Ask just about anyone who really knows the container shipping business if the vision behind the 1998 Ocean Shipping Reform Act has been realized, and the answer has to be no. How could it be otherwise? By freeing container lines from the clutches of shipping conferences and allowing them to engage in genuine, confidential business dealings with their customers, the lines were supposed to ascend the value chain - providing value and receiving value in return.

That has not happened. The conferences have largely disappeared, as OSRA envisioned, but relationships between carriers and their customers continue to be overwhelmed by the issue of price. When it comes time to negotiate, the two sides square off like Japanese fighting fish, and when they're finished tearing each other up, they have little energy or inclination left to discuss much else. The "freedom" that OSRA unleashed wasn't for shippers and carriers to be creative, but for rates to swing like a pendulum based on supply and demand of slot capacity.

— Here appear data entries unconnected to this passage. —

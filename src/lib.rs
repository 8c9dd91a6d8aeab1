mod adapter;
mod chain;
mod config;
mod error;
mod model;
mod provider;
mod registry;
mod strategy;
mod transport;

pub use chain::{ChainConfig, ChainFamily, ChainId, NetworkTier, WatchList};
pub use config::{ConfigSource, EnvSource, MemorySource};
pub use error::{Error, Result};
pub use model::{
    BalancesResponse, NativeBalance, NftBalance, NftCollection, NftMetadata, TokenBalance,
    TokenMetadata,
};
pub use provider::ChainProvider;
pub use registry::ProviderRegistry;
pub use strategy::{
    BalanceStrategy, EvmRawBalances, EvmRawNft, EvmRawToken, GasEstimateRequest, RawBalances,
    RawFeeData, SolanaRawBalances, SolanaRawNft, SolanaRawTokenAccount, StrategyKind,
    TokenAccountLayout,
};
pub use transport::{HttpTransport, RpcTransport};

use std::sync::Arc;

/// One-shot balances lookup reading configuration from the environment.
/// Long-lived callers should hold a [`ProviderRegistry`] instead, so
/// provider and strategy clients are reused across calls.
pub async fn get_balances(
    chain: &str,
    address: &str,
    tier: NetworkTier,
) -> Result<BalancesResponse> {
    let registry = ProviderRegistry::new(Arc::new(EnvSource));
    registry.get_balances(chain, address, tier).await
}
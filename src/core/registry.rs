//! In-memory registry of live sessions
//!
//! Sessions live until deleted, evicted for inactivity, or the process stops.
//! Nothing is written to disk.

use std::collections::HashMap;
use std::sync::Arc;
use std::time::Duration;

use tokio::sync::RwLock;
use tokio::task::JoinHandle;
use uuid::Uuid;

use crate::providers::ResponseProvider;

use super::session::SessionHandle;

/// Shortest pause between two idle sweeps
const MIN_SWEEP_PERIOD: Duration = Duration::from_millis(10);

pub struct SessionRegistry {
    sessions: RwLock<HashMap<Uuid, Arc<SessionHandle>>>,
    provider: Arc<dyn ResponseProvider>,
    welcome_delay: Duration,
}

impl SessionRegistry {
    pub fn new(provider: Arc<dyn ResponseProvider>, welcome_delay: Duration) -> Self {
        Self {
            sessions: RwLock::new(HashMap::new()),
            provider,
            welcome_delay,
        }
    }

    /// Start a session and schedule its welcome message
    pub async fn create(&self) -> Arc<SessionHandle> {
        let handle = Arc::new(SessionHandle::new(self.provider.clone()));
        handle.begin_welcome().await;
        self.sessions
            .write()
            .await
            .insert(handle.id(), handle.clone());

        // A session ended before the delay gets no welcome
        let welcome = Arc::downgrade(&handle);
        let delay = self.welcome_delay;
        tokio::spawn(async move {
            tokio::time::sleep(delay).await;
            if let Some(session) = welcome.upgrade() {
                session.post_welcome().await;
            }
        });

        let live = self.len().await;
        tracing::info!(
            session = %handle.id(),
            provider = self.provider.name(),
            live,
            "Session started"
        );
        handle
    }

    /// Look up a session and mark it active
    pub async fn get(&self, id: Uuid) -> Option<Arc<SessionHandle>> {
        let handle = self.sessions.read().await.get(&id).cloned()?;
        handle.touch();
        Some(handle)
    }

    /// End a session. Returns false if it did not exist.
    pub async fn remove(&self, id: Uuid) -> bool {
        let removed = self.sessions.write().await.remove(&id).is_some();
        if removed {
            tracing::info!(session = %id, "Session ended");
        }
        removed
    }

    pub async fn len(&self) -> usize {
        self.sessions.read().await.len()
    }

    /// Drop every session idle for at least `max_idle`. Returns how many went.
    pub async fn evict_idle(&self, max_idle: Duration) -> usize {
        let candidates: Vec<Arc<SessionHandle>> =
            self.sessions.read().await.values().cloned().collect();

        let mut idle = Vec::new();
        for handle in candidates {
            if handle.is_idle(max_idle).await {
                idle.push(handle.id());
            }
        }

        if idle.is_empty() {
            return 0;
        }

        let mut sessions = self.sessions.write().await;
        let mut evicted = 0;
        for id in idle {
            // Activity since the check keeps the session
            let still_idle = sessions
                .get(&id)
                .is_some_and(|handle| handle.idle_for() >= max_idle);
            if still_idle && sessions.remove(&id).is_some() {
                tracing::info!(session = %id, "Session evicted after inactivity");
                evicted += 1;
            }
        }
        evicted
    }

    /// Periodically evict idle sessions until the registry is dropped
    pub fn spawn_sweeper(self: &Arc<Self>, max_idle: Duration) -> JoinHandle<()> {
        let registry = Arc::downgrade(self);
        let period = (max_idle / 2).max(MIN_SWEEP_PERIOD);

        tokio::spawn(async move {
            let mut interval = tokio::time::interval(period);
            interval.set_missed_tick_behavior(tokio::time::MissedTickBehavior::Delay);

            loop {
                interval.tick().await;
                let Some(sessions) = registry.upgrade() else {
                    break;
                };
                let evicted = sessions.evict_idle(max_idle).await;
                if evicted > 0 {
                    let live = sessions.len().await;
                    tracing::debug!(evicted, live, "Idle sweep");
                }
            }
        })
    }
}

But in a twist to the story, it appears that interest in forming the meaningful relationships OSRA envisioned is growing anew. Wouldn't it be ideal, some wonder, to be able to provide shipping services that, from the customer's perspective, aren't just a cost of doing business - a cost to be lowered whenever possible - but a value-added service that contributes to the customer's bottom line? If this is a scenario the framers of OSRA envisioned, the irony is that, at the moment at least, it's not achievable.

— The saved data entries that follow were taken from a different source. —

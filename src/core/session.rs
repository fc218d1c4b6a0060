//! Chat session and turn controller
//!
//! A turn moves the session from idle to awaiting a response and back:
//! 1. A submit (or quick-select) appends the user message and sets busy/typing
//! 2. The response provider is awaited exactly once, with the state unlocked
//! 3. The bot reply is appended with the user message's category and the
//!    flags are cleared
//!
//! `ChatSession` holds the synchronous state machine. `SessionHandle` wraps it
//! for concurrent callers and publishes a `SessionEvent` for every change.

use std::sync::{Arc, Mutex as StdMutex};
use std::time::{Duration, Instant};

use serde::{Deserialize, Serialize};
use tokio::sync::{broadcast, Mutex};
use uuid::Uuid;

use crate::conversation::{display_color, Category, Conversation, Feedback, FeedbackError, Message};
use crate::providers::{Credential, ResponseProvider, TipRequest};

use super::classifier::detect_category;

pub const WELCOME_MESSAGE: &str = "Hey bro! 💪 I'm here to help you with fitness, nutrition, and mental wellness. What's on your mind?";

pub const CREDENTIAL_PROMPT: &str = "Please provide your Perplexity API key to get started!";

const EVENT_CAPACITY: usize = 64;

/// Transient notification shown after a feedback action
#[derive(Debug, Clone, PartialEq, Eq, Serialize, Deserialize)]
pub struct Acknowledgement {
    pub title: String,
    pub duration_ms: u64,
}

impl Acknowledgement {
    fn for_feedback(feedback: Feedback) -> Self {
        let title = match feedback {
            Feedback::Liked => "Glad this was helpful! 💪",
            Feedback::Disliked => "Thanks for the feedback! 🙏",
        };
        Self {
            title: title.to_string(),
            duration_ms: 2000,
        }
    }
}

/// Change notifications for the presentation layer
#[derive(Debug, Clone, Serialize)]
#[serde(tag = "type", rename_all = "snake_case")]
pub enum SessionEvent {
    MessageAppended { index: usize, message: Message },
    FeedbackUpdated { index: usize, feedback: Feedback },
    StatusChanged { busy: bool, typing: bool },
    Acknowledgement { title: String, duration_ms: u64 },
    /// The view should scroll to the message at `index`
    ScrollToLatest { index: usize },
}

impl SessionEvent {
    pub fn name(&self) -> &'static str {
        match self {
            SessionEvent::MessageAppended { .. } => "message_appended",
            SessionEvent::FeedbackUpdated { .. } => "feedback_updated",
            SessionEvent::StatusChanged { .. } => "status_changed",
            SessionEvent::Acknowledgement { .. } => "acknowledgement",
            SessionEvent::ScrollToLatest { .. } => "scroll_to_latest",
        }
    }
}

/// A turn that has been started and is waiting for its reply
#[derive(Debug)]
pub struct PendingTurn {
    user_index: usize,
    request: TipRequest,
}

impl PendingTurn {
    pub fn user_index(&self) -> usize {
        self.user_index
    }

    pub fn category(&self) -> Option<Category> {
        self.request.category
    }

    pub fn request(&self) -> &TipRequest {
        &self.request
    }
}

/// Result of a submit or quick-select
#[cfg(test)]
#[derive(Debug, Clone, Copy, PartialEq, Eq)]
pub enum TurnOutcome {
    /// Empty input, or a turn was already in flight
    Ignored,
    Completed { user_index: usize, bot_index: usize },
}

/// Session state machine
#[derive(Debug, Default)]
pub struct ChatSession {
    conversation: Conversation,
    busy: bool,
    typing: bool,
    draft: String,
    credential: Option<Credential>,
}

impl ChatSession {
    pub fn new() -> Self {
        Self::default()
    }

    pub fn conversation(&self) -> &Conversation {
        &self.conversation
    }

    pub fn is_busy(&self) -> bool {
        self.busy
    }

    pub fn is_typing(&self) -> bool {
        self.typing
    }

    pub fn draft(&self) -> &str {
        &self.draft
    }

    pub fn set_draft(&mut self, text: impl Into<String>) {
        self.draft = text.into();
    }

    pub fn has_credential(&self) -> bool {
        self.credential.is_some()
    }

    /// Replace the credential; blank input clears it
    pub fn set_credential(&mut self, value: Option<&str>) {
        self.credential = value.and_then(Credential::new);
    }

    /// Start a turn from free text. Returns `None` for blank input or while busy.
    pub fn begin_submit(&mut self, text: &str) -> Option<PendingTurn> {
        let text = text.trim();
        if text.is_empty() || self.busy {
            return None;
        }

        let category = detect_category(text);
        self.draft.clear();
        Some(self.begin_turn(text.to_string(), category))
    }

    /// Submit whatever is in the composer
    pub fn begin_submit_draft(&mut self) -> Option<PendingTurn> {
        let draft = self.draft.clone();
        self.begin_submit(&draft)
    }

    /// Start a turn from a category shortcut. The draft is left alone.
    pub fn begin_quick_select(&mut self, category: Category) -> Option<PendingTurn> {
        if self.busy {
            return None;
        }

        Some(self.begin_turn(format!("Give me a {} tip", category), Some(category)))
    }

    fn begin_turn(&mut self, text: String, category: Option<Category>) -> PendingTurn {
        let user_index = self.conversation.add_user(&text, category);
        self.busy = true;
        self.typing = true;

        PendingTurn {
            user_index,
            request: TipRequest {
                text,
                category,
                credential: self.credential.clone(),
            },
        }
    }

    /// Append the bot reply for a turn and return to idle
    pub fn complete_turn(&mut self, turn: PendingTurn, reply: &str) -> usize {
        let index = self.conversation.add_bot(reply, turn.category());
        self.busy = false;
        self.typing = false;
        index
    }

    pub fn begin_welcome(&mut self) {
        self.typing = true;
    }

    /// Append the welcome message. A turn started meanwhile keeps its typing flag.
    pub fn complete_welcome(&mut self, text: &str) -> usize {
        let index = self.conversation.add_bot(text, None);
        if !self.busy {
            self.typing = false;
        }
        index
    }

    pub fn set_feedback(
        &mut self,
        index: usize,
        feedback: Feedback,
    ) -> Result<Acknowledgement, FeedbackError> {
        self.conversation.set_feedback(index, feedback)?;
        Ok(Acknowledgement::for_feedback(feedback))
    }
}

/// A message as shown to clients
#[derive(Debug, Clone, Serialize)]
pub struct MessageView {
    pub index: usize,
    #[serde(flatten)]
    pub message: Message,
    pub color: &'static str,
}

#[derive(Debug, Clone, Serialize)]
pub struct SessionSnapshot {
    pub id: Uuid,
    pub busy: bool,
    pub typing: bool,
    pub draft: String,
    pub has_credential: bool,
    pub messages: Vec<MessageView>,
}

/// Shared handle to one live session
pub struct SessionHandle {
    id: Uuid,
    state: Mutex<ChatSession>,
    provider: Arc<dyn ResponseProvider>,
    events: broadcast::Sender<SessionEvent>,
    last_active: StdMutex<Instant>,
}

impl SessionHandle {
    pub fn new(provider: Arc<dyn ResponseProvider>) -> Self {
        let (events, _) = broadcast::channel(EVENT_CAPACITY);
        Self {
            id: Uuid::new_v4(),
            state: Mutex::new(ChatSession::new()),
            provider,
            events,
            last_active: StdMutex::new(Instant::now()),
        }
    }

    pub fn id(&self) -> Uuid {
        self.id
    }

    pub fn subscribe(&self) -> broadcast::Receiver<SessionEvent> {
        self.events.subscribe()
    }

    /// Record client activity
    pub fn touch(&self) {
        if let Ok(mut last_active) = self.last_active.lock() {
            *last_active = Instant::now();
        }
    }

    /// Time since the last client activity
    pub fn idle_for(&self) -> Duration {
        self.last_active
            .lock()
            .map(|last_active| last_active.elapsed())
            .unwrap_or_default()
    }

    /// A session with a turn in flight or a live event stream is never idle
    pub async fn is_idle(&self, max_idle: Duration) -> bool {
        if self.events.receiver_count() > 0 || self.state.lock().await.is_busy() {
            return false;
        }
        self.idle_for() >= max_idle
    }

    fn emit(&self, event: SessionEvent) {
        // No subscribers is fine
        let _ = self.events.send(event);
    }

    fn emit_status(&self, state: &ChatSession) {
        self.emit(SessionEvent::StatusChanged {
            busy: state.is_busy(),
            typing: state.is_typing(),
        });
    }

    fn emit_appended(&self, state: &ChatSession, index: usize) {
        if let Some(message) = state.conversation().get(index) {
            self.emit(SessionEvent::MessageAppended {
                index,
                message: message.clone(),
            });
        }
        self.emit_scroll(state);
    }

    fn emit_scroll(&self, state: &ChatSession) {
        if let Some(index) = state.conversation().len().checked_sub(1) {
            self.emit(SessionEvent::ScrollToLatest { index });
        }
    }

    /// The first bot message of a session
    pub fn welcome_text(&self) -> String {
        if self.provider.wants_credential() {
            format!("{} {}", WELCOME_MESSAGE, CREDENTIAL_PROMPT)
        } else {
            WELCOME_MESSAGE.to_string()
        }
    }

    /// Show the typing indicator ahead of the welcome message
    pub async fn begin_welcome(&self) {
        let mut state = self.state.lock().await;
        state.begin_welcome();
        self.emit_status(&state);
    }

    pub async fn post_welcome(&self) -> usize {
        let mut state = self.state.lock().await;
        let index = state.complete_welcome(&self.welcome_text());
        self.emit_appended(&state, index);
        self.emit_status(&state);
        tracing::debug!(session = %self.id, "Posted welcome message");
        index
    }

    fn started(&self, turn: Option<PendingTurn>, state: &ChatSession) -> Option<PendingTurn> {
        let turn = turn?;
        self.emit_appended(state, turn.user_index());
        self.emit_status(state);
        tracing::debug!(
            session = %self.id,
            category = ?turn.category(),
            provider = self.provider.name(),
            "Turn started"
        );
        Some(turn)
    }

    pub async fn begin_submit(&self, text: &str) -> Option<PendingTurn> {
        let mut state = self.state.lock().await;
        let turn = state.begin_submit(text);
        self.started(turn, &state)
    }

    pub async fn begin_submit_draft(&self) -> Option<PendingTurn> {
        let mut state = self.state.lock().await;
        let turn = state.begin_submit_draft();
        self.started(turn, &state)
    }

    pub async fn begin_quick_select(&self, category: Category) -> Option<PendingTurn> {
        let mut state = self.state.lock().await;
        let turn = state.begin_quick_select(category);
        self.started(turn, &state)
    }

    /// Await the provider for a started turn and append the reply.
    /// Returns the index of the bot message.
    pub async fn finish(&self, turn: PendingTurn) -> usize {
        let reply = self.provider.respond(turn.request()).await;

        let mut state = self.state.lock().await;
        let bot_index = state.complete_turn(turn, &reply);
        self.emit_appended(&state, bot_index);
        self.emit_status(&state);
        tracing::debug!(session = %self.id, bot_index, "Turn completed");
        bot_index
    }

    pub async fn set_draft(&self, text: &str) {
        self.state.lock().await.set_draft(text);
    }

    pub async fn set_credential(&self, value: Option<&str>) {
        self.state.lock().await.set_credential(value);
    }

    pub async fn set_feedback(
        &self,
        index: usize,
        feedback: Feedback,
    ) -> Result<Acknowledgement, FeedbackError> {
        let mut state = self.state.lock().await;
        let ack = state.set_feedback(index, feedback)?;

        self.emit(SessionEvent::FeedbackUpdated { index, feedback });
        self.emit(SessionEvent::Acknowledgement {
            title: ack.title.clone(),
            duration_ms: ack.duration_ms,
        });
        self.emit_scroll(&state);
        Ok(ack)
    }

    pub async fn snapshot(&self) -> SessionSnapshot {
        let state = self.state.lock().await;
        SessionSnapshot {
            id: self.id,
            busy: state.is_busy(),
            typing: state.is_typing(),
            draft: state.draft().to_string(),
            has_credential: state.has_credential(),
            messages: state
                .conversation()
                .messages()
                .iter()
                .enumerate()
                .map(|(index, message)| MessageView {
                    index,
                    message: message.clone(),
                    color: display_color(message.author, message.category),
                })
                .collect(),
        }
    }
}

#[cfg(test)]
impl SessionHandle {
    async fn run(&self, turn: Option<PendingTurn>) -> TurnOutcome {
        match turn {
            Some(turn) => {
                let user_index = turn.user_index();
                let bot_index = self.finish(turn).await;
                TurnOutcome::Completed {
                    user_index,
                    bot_index,
                }
            }
            None => TurnOutcome::Ignored,
        }
    }

    /// Run a full turn for free text
    pub async fn submit(&self, text: &str) -> TurnOutcome {
        let turn = self.begin_submit(text).await;
        self.run(turn).await
    }

    /// Run a full turn for a category shortcut
    pub async fn quick_select(&self, category: Category) -> TurnOutcome {
        let turn = self.begin_quick_select(category).await;
        self.run(turn).await
    }
}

The reason, of course, is that the companies that stand ready to provide these services are already providing them. These companies are not container lines but logistics firms. When it comes to ocean transport, these companies usually function as non-vessel-operating common carriers. In 1998 when OSRA was passed, NVOCCs were political losers. The deal that produced the law gave ocean carriers the right to keep the terms of their contracts with customers confidential, but denied that right to NVOs.

In the nearly five years since President Clinton signed OSRA into law, the face of NVOs has changed. For years the NVO business was a sector comprised mostly of small outfits sneered at by two of the pillars of shipping - steamship lines and longshore labor - for taking away their business. Now, all of a sudden, some NVOs are global logistics enterprises with names such as UPS, DHL-Danzas, EGL and Maersk Logistics. For companies like that it's essential to be able to provide ocean shipping consolidation and other services as part of a larger menu of logistics options. Ironically, they can't because when it comes to ocean shipping, they're NVOs. This changing face of the NVO was apparent last week when a fledgling trade group called the NVO-Government Affairs Conference said it was meeting (at the offices of UPS) to plot a strategy whose objective would be to eliminate the confidential contracting restriction on NVOs - in other words, to rewrite OSRA.

"They are signing complex logistics and distribution contracts, but there is a piece of it that they can't tie in because they are not allowed to sign a confidential contract for the ocean portion," said Joe Saggese, managing director of the NVO-GAC.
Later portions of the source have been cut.